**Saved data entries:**
════

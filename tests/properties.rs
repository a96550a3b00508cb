mod common;

use common::{approx, enemy_at, flat_state};
use proptest::prelude::*;
use rand::rngs::StdRng;
use rand::SeedableRng;

use tile_runner::camera::follow;
use tile_runner::compute::{new_session, start, tick};
use tile_runner::config::Config;
use tile_runner::entities::*;
use tile_runner::physics::vertical_phase;
use tile_runner::player::{self, Damage};

/// A ceiling row at y = -50..0 and a floor row at y = 500..550.
fn box_platforms() -> Vec<Platform> {
    let mut plats = Vec::new();
    for y in [-50.0, 500.0] {
        for col in 0..10 {
            plats.push(Platform {
                body: Body::at(col as f32 * 50.0, y, 50.0, 50.0),
                kind: PlatformKind::Brick,
            });
        }
    }
    plats
}

#[derive(Clone, Copy, Debug)]
enum Op {
    Mushroom,
    Star,
    Hit,
    Frame,
}

fn op() -> impl Strategy<Value = Op> {
    prop_oneof![
        Just(Op::Mushroom),
        Just(Op::Star),
        Just(Op::Hit),
        Just(Op::Frame),
    ]
}

fn input() -> impl Strategy<Value = InputSnapshot> {
    (any::<bool>(), any::<bool>(), any::<bool>()).prop_map(|(left, right, jump)| InputSnapshot {
        left,
        right,
        jump,
    })
}

proptest! {
    #[test]
    fn vertical_phase_leaves_no_overlap_while_moving(
        x in 0.0f32..400.0,
        h in prop_oneof![Just(50.0f32), Just(80.0f32)],
        y_frac in 0.0f32..1.0,
        vy in -20.0f32..20.0,
    ) {
        let plats = box_platforms();
        let y = y_frac * (500.0 - h);
        let mut body = Body { x, y, w: 40.0, h, vx: 0.0, vy };

        vertical_phase(&mut body, 0.8, &plats);

        if body.vy != 0.0 {
            prop_assert!(plats.iter().all(|p| !body.overlaps(&p.body)), "{body:?}");
        }
    }

    #[test]
    fn feet_stay_put_across_size_changes(
        y in 0.0f32..500.0,
        ops in proptest::collection::vec(op(), 1..40),
    ) {
        let config = Config::default();
        let mut p = player::spawn(&config);
        p.body.y = y;
        let bottom = p.body.bottom();

        for op in ops {
            match op {
                Op::Mushroom => player::apply_power_up(&mut p, ItemKind::Mushroom, &config),
                Op::Star => player::apply_power_up(&mut p, ItemKind::Star, &config),
                Op::Hit => { let _ = player::take_damage(&mut p, &config); }
                Op::Frame => player::tick_invincibility(&mut p),
            }
            prop_assert!(approx(p.body.bottom(), bottom));
            let expected_h = if p.is_big() { 80.0 } else { 50.0 };
            prop_assert_eq!(p.body.h, expected_h);
        }
    }

    #[test]
    fn invincibility_flag_tracks_timer(
        ops in proptest::collection::vec(op(), 1..200),
    ) {
        let config = Config::default();
        let mut p = player::spawn(&config);
        player::resize(&mut p, SizeState::Big, &config);

        for op in ops {
            let before = p.invincible_timer;
            match op {
                Op::Mushroom => player::apply_power_up(&mut p, ItemKind::Mushroom, &config),
                Op::Star => player::apply_power_up(&mut p, ItemKind::Star, &config),
                Op::Hit => {
                    if player::take_damage(&mut p, &config) == Damage::Fatal {
                        break;
                    }
                }
                Op::Frame => {
                    player::tick_invincibility(&mut p);
                    prop_assert_eq!(p.invincible_timer, before.saturating_sub(1));
                }
            }
            prop_assert_eq!(p.is_invincible(), p.invincible_timer > 0);
            prop_assert!(p.invincible_timer <= config.star_frames());
        }
    }

    #[test]
    fn stomp_always_wins(
        big in any::<bool>(),
        timer in 0u32..700,
        vy in 0.5f32..12.0,
        dx in -30.0f32..30.0,
    ) {
        let config = Config::default();
        let mut s = flat_state(20);
        s.enemies.push(enemy_at(200.0, 100.0));
        if big {
            player::resize(&mut s.player, SizeState::Big, &config);
        }
        s.player.invincible_timer = timer;
        // After this frame's gravity step the feet sit 5 units into the
        // enemy, which will have walked to x = 198.
        s.player.body.x = 198.0 + dx;
        s.player.body.vy = vy;
        s.player.body.y = 105.0 - s.player.body.h - (vy + config.physics.gravity);

        let s2 = tick(&s, &InputSnapshot::default(), &config);
        prop_assert!(s2.enemies.is_empty());
        prop_assert_eq!(s2.status, SessionState::Playing);
        prop_assert_eq!(s2.player.size, s.player.size);
        prop_assert_eq!(s2.player.score, s.player.score + 100);
        prop_assert_eq!(s2.player.body.vy, config.physics.stomp_bounce);
    }

    #[test]
    fn camera_offset_stays_in_bounds(
        level_width in 800.0f32..6000.0,
        frac in 0.0f32..=1.0,
    ) {
        let view = 800.0;
        let x = frac * level_width;
        let cam = follow(x, level_width, view);
        prop_assert!(cam <= 0.0);
        prop_assert!(cam >= -(level_width - view));
    }

    #[test]
    fn random_play_keeps_player_inside_level(
        seed in 0u64..500,
        inputs in proptest::collection::vec(input(), 1..300),
    ) {
        let config = Config::default();
        let mut s = start(&new_session(&config, &mut StdRng::seed_from_u64(seed)));

        for i in inputs {
            s = tick(&s, &i, &config);
            prop_assert!(s.player.body.x >= 0.0);
            prop_assert!(s.player.body.right() <= s.level_width + 1e-3);
            prop_assert!(s.camera.x <= 0.0 && s.camera.x >= -(s.level_width - 800.0));
            prop_assert_eq!(s.player.is_invincible(), s.player.invincible_timer > 0);
            if s.status != SessionState::Playing {
                break;
            }
        }
    }
}
//! Named tuning values. Every field has a default so a config file only needs
//! to list what it overrides.

use std::io;
use std::path::{Path, PathBuf};

use serde::{Deserialize, Serialize};

use crate::error::ConfigError;

/// Environment variable naming the config file to load.
pub const CONFIG_ENV: &str = "TILE_RUNNER_CONFIG";
const DEFAULT_CONFIG_PATH: &str = "tile_runner.toml";

#[derive(Debug, Clone, PartialEq, Serialize, Deserialize)]
#[serde(default)]
pub struct PhysicsConfig {
    /// Added to `vy` every frame, grounded or not.
    pub gravity: f32,
    pub player_speed: f32,
    /// Vertical velocity set by a jump (negative is up).
    pub jump_force: f32,
    pub enemy_speed: f32,
    /// Vertical velocity given to the player after a stomp.
    pub stomp_bounce: f32,
    /// How far below an enemy's centre the player's feet may be and still stomp.
    pub stomp_tolerance: f32,
}

impl Default for PhysicsConfig {
    fn default() -> Self {
        Self {
            gravity: 0.8,
            player_speed: 5.0,
            jump_force: -16.0,
            enemy_speed: 2.0,
            stomp_bounce: -10.0,
            stomp_tolerance: 15.0,
        }
    }
}

#[derive(Debug, Clone, PartialEq, Serialize, Deserialize)]
#[serde(default)]
pub struct PlayerConfig {
    pub width: f32,
    pub small_height: f32,
    pub big_height: f32,
    pub spawn_x: f32,
    pub spawn_y: f32,
    pub star_seconds: u32,
    pub mercy_seconds: u32,
    pub mushroom_score: u32,
    pub star_score: u32,
    pub stomp_score: u32,
}

impl Default for PlayerConfig {
    fn default() -> Self {
        Self {
            width: 40.0,
            small_height: 50.0,
            big_height: 80.0,
            spawn_x: 100.0,
            spawn_y: 100.0,
            star_seconds: 10,
            mercy_seconds: 2,
            mushroom_score: 100,
            star_score: 500,
            stomp_score: 100,
        }
    }
}

#[derive(Debug, Clone, PartialEq, Serialize, Deserialize)]
#[serde(default)]
pub struct LevelConfig {
    pub tile_size: f32,
    pub rows: usize,
    pub base_width: usize,
    /// Extra columns per level number.
    pub width_step: usize,
    /// Number of bottom rows whose last column holds the flag.
    pub flag_rows: usize,
    pub pipe_chance: f64,
    pub enemy_chance: f64,
    pub mushroom_chance: f64,
    pub star_chance: f64,
}

impl Default for LevelConfig {
    fn default() -> Self {
        Self {
            tile_size: 50.0,
            rows: 12,
            base_width: 30,
            width_step: 5,
            flag_rows: 3,
            pipe_chance: 0.02,
            enemy_chance: 0.03,
            mushroom_chance: 0.03,
            star_chance: 0.02,
        }
    }
}

/// What happens to the player when a level is cleared.
#[derive(Debug, Clone, Copy, PartialEq, Eq, Serialize, Deserialize)]
#[serde(rename_all = "snake_case")]
pub enum CarryOver {
    /// Score, size and invincibility survive into the next level.
    Persist,
    /// A fresh player starts every level.
    Reset,
}

#[derive(Debug, Clone, PartialEq, Serialize, Deserialize)]
#[serde(default)]
pub struct SessionConfig {
    pub fps: u32,
    pub view_width: f32,
    pub view_height: f32,
    /// Width of the trailing region that counts as reaching the flag.
    pub finish_zone: f32,
    pub carry_over: CarryOver,
    /// Fixed seed for level generation. `None` seeds from entropy.
    pub seed: Option<u64>,
}

impl Default for SessionConfig {
    fn default() -> Self {
        Self {
            fps: 60,
            view_width: 800.0,
            view_height: 600.0,
            finish_zone: 250.0,
            carry_over: CarryOver::Persist,
            seed: None,
        }
    }
}

#[derive(Debug, Clone, Default, PartialEq, Serialize, Deserialize)]
#[serde(default)]
pub struct AudioConfig {
    /// Ring the terminal bell for jump, stomp, power-up and hit cues.
    pub bell: bool,
}

/// Top-level game configuration.
#[derive(Debug, Clone, Default, PartialEq, Serialize, Deserialize)]
#[serde(default)]
pub struct Config {
    pub physics: PhysicsConfig,
    pub player: PlayerConfig,
    pub level: LevelConfig,
    pub session: SessionConfig,
    pub audio: AudioConfig,
}

impl Config {
    pub fn from_toml_str(content: &str) -> Result<Config, ConfigError> {
        let config: Config = toml::from_str(content)?;
        config.validate()?;
        Ok(config)
    }

    pub fn load(path: &Path) -> Result<Config, ConfigError> {
        let content = std::fs::read_to_string(path).map_err(|source| ConfigError::Io {
            path: path.to_path_buf(),
            source,
        })?;
        Config::from_toml_str(&content)
    }

    /// Load the file named by `TILE_RUNNER_CONFIG` (or `tile_runner.toml`).
    /// Falls back to defaults if the file is missing or unusable.
    pub fn load_or_default() -> Config {
        let explicit = std::env::var_os(CONFIG_ENV).map(PathBuf::from);
        Config::load_or_default_from(explicit.as_deref())
    }

    /// Load `path`, or `tile_runner.toml` when `None`. Only a missing default
    /// file falls back quietly; every other failure is logged.
    pub fn load_or_default_from(path: Option<&Path>) -> Config {
        let target = path.unwrap_or(Path::new(DEFAULT_CONFIG_PATH));
        match Config::load(target) {
            Ok(config) => {
                tracing::info!("loaded config from {}", target.display());
                config
            }
            Err(ConfigError::Io { ref source, .. })
                if path.is_none() && source.kind() == io::ErrorKind::NotFound =>
            {
                Config::default()
            }
            Err(e) => {
                tracing::warn!("{e}, using defaults");
                Config::default()
            }
        }
    }

    /// Frames of invincibility granted by a star.
    pub fn star_frames(&self) -> u32 {
        self.player.star_seconds.saturating_mul(self.session.fps)
    }

    /// Frames of invincibility granted after shrinking from a hit.
    pub fn mercy_frames(&self) -> u32 {
        self.player.mercy_seconds.saturating_mul(self.session.fps)
    }

    pub fn validate(&self) -> Result<(), ConfigError> {
        fn positive(field: &'static str, value: f32) -> Result<(), ConfigError> {
            if value > 0.0 {
                Ok(())
            } else {
                Err(ConfigError::Invalid {
                    field,
                    reason: format!("must be positive, got {value}"),
                })
            }
        }
        fn chance(field: &'static str, value: f64) -> Result<(), ConfigError> {
            if (0.0..=1.0).contains(&value) {
                Ok(())
            } else {
                Err(ConfigError::Invalid {
                    field,
                    reason: format!("must be within [0, 1], got {value}"),
                })
            }
        }

        positive("level.tile_size", self.level.tile_size)?;
        positive("player.width", self.player.width)?;
        positive("player.small_height", self.player.small_height)?;
        positive("session.view_width", self.session.view_width)?;
        positive("session.view_height", self.session.view_height)?;
        chance("level.pipe_chance", self.level.pipe_chance)?;
        chance("level.enemy_chance", self.level.enemy_chance)?;
        chance("level.mushroom_chance", self.level.mushroom_chance)?;
        chance("level.star_chance", self.level.star_chance)?;

        if self.player.big_height < self.player.small_height {
            return Err(ConfigError::Invalid {
                field: "player.big_height",
                reason: "must not be smaller than player.small_height".to_string(),
            });
        }
        if self.session.fps == 0 {
            return Err(ConfigError::Invalid {
                field: "session.fps",
                reason: "must be at least 1".to_string(),
            });
        }
        if self.level.rows == 0 {
            return Err(ConfigError::Invalid {
                field: "level.rows",
                reason: "must be at least 1".to_string(),
            });
        }
        if self.level.base_width == 0 {
            return Err(ConfigError::Invalid {
                field: "level.base_width",
                reason: "must be at least 1".to_string(),
            });
        }
        if self.level.flag_rows == 0 {
            return Err(ConfigError::Invalid {
                field: "level.flag_rows",
                reason: "a level needs a flag".to_string(),
            });
        }
        for (field, seconds) in [
            ("player.star_seconds", self.player.star_seconds),
            ("player.mercy_seconds", self.player.mercy_seconds),
        ] {
            if seconds.checked_mul(self.session.fps).is_none() {
                return Err(ConfigError::Invalid {
                    field,
                    reason: format!(
                        "{seconds} s at {} fps does not fit in a frame counter",
                        self.session.fps
                    ),
                });
            }
        }
        Ok(())
    }
}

════

**Required work:**
Filter the entries above down to the lines that contain "bell".

**Written answer:**
    /// Ring the terminal bell for jump, stomp, power-up and hit cues.
    pub bell: bool,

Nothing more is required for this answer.